4 Feb 2008

Non-Dom Taxes - Nail in the Coffin for London's City?

Ill-conceived taxes were instrumental in the development of the Eurocurrency and bond markets during the late 1960s and early 1970s. First the American Government in its wisdom introduced the so-called Interest Equalisation Tax in 1963 in order to make it more expensive for non-US borrowers to access the US capital market. Then the Swiss authorities levied penal tax rates on transactions involving Eurobonds and other securities. As a consequence, most business involving international securities decamped to London during the 1970s. Now Gordon Brown has decided to make his own mark on the history of the Euromarkets by introducing a special levy on foreigners involved in the international capital markets. Not only is the per-capital levy of £30000 per person highly arbitrary and unfair but the detailed regulations introduced are so complicated and wide-ranging as to provide the proverbial straw that breaks the camel's back.
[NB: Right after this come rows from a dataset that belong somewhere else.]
//! Execution adapter seam
//!
//! Kernels never touch a device. They talk to a [`ComputeContext`], which
//! supplies operand views, allocates outputs, and compiles and dispatches the
//! programs kernels describe.
//!
//! ```text
//! ComputeContext
//! ├── input(i)            -> TensorView
//! ├── output(i, shape)    -> TensorView (allocated by the host)
//! └── run_program(desc)   -> compile or reuse, bind, dispatch
//! ```
//!
//! With the `wgpu` feature, [`wgpu::WgpuContext`] implements the trait on a
//! real device.

#[cfg(feature = "wgpu")]
pub mod wgpu;

use crate::error::Result;
use crate::program::ProgramDescriptor;
use crate::tensor::TensorView;

/// Host-side services a kernel needs while computing
pub trait ComputeContext {
    /// View of input `index`
    fn input(&self, index: usize) -> Result<TensorView>;

    /// Allocate output `index` with `shape` and return its view
    ///
    /// The host decides the output element type.
    fn output(&mut self, index: usize, shape: &[usize]) -> Result<TensorView>;

    /// Compile (or reuse) and dispatch `program`
    ///
    /// Adapter failures come back as [`Error::Execution`] unchanged.
    ///
    /// [`Error::Execution`]: crate::error::Error::Execution
    fn run_program(&mut self, program: ProgramDescriptor) -> Result<()>;
}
The London City should take note that in the intervening years the authorities in Switzerland and the USA have learned a lesson or two and that financial institutions - once gone from the City of London - are unlikely ever to return again.

10 Nov 2007

Exit 'Fred the Shred'- Character traits in Chief Executives

We have never personally met Fred Goodwin but reading an article about him we were reminded that many corporate disasters happened under the leadership of executives that were described as domineering. Whatever the merits of this adjective in Goodwin's case - any analyst worth his salt should scan press articles for similar key words and have a good second look at any business that is run by someone described with these words.

25 Oct 2007

To Quant or not to Quant?

Yesterday's Financial Times carried a polemical piece by Nassim Taleb. In it he derided the use of mathematical models and called the so-called Nobel Prize for Economics an absurdity.
While we ploughed our way through a fair share of mathematics in our undergraduate economic classes and found them pretty remote from reality, we would not go so far as to completely reject the role of mathematics in the financial markets. At that time it was a sign of stellar quant ability if a bond trader or salesman could calculate the yield to maturity on a bond without use of a calculator, but time has moved on.
The recent events in the credit markets, however, have demonstrated that at PhD in Maths cannot be a substitute for good judgement and that good character should still be the basis for a successful career and business.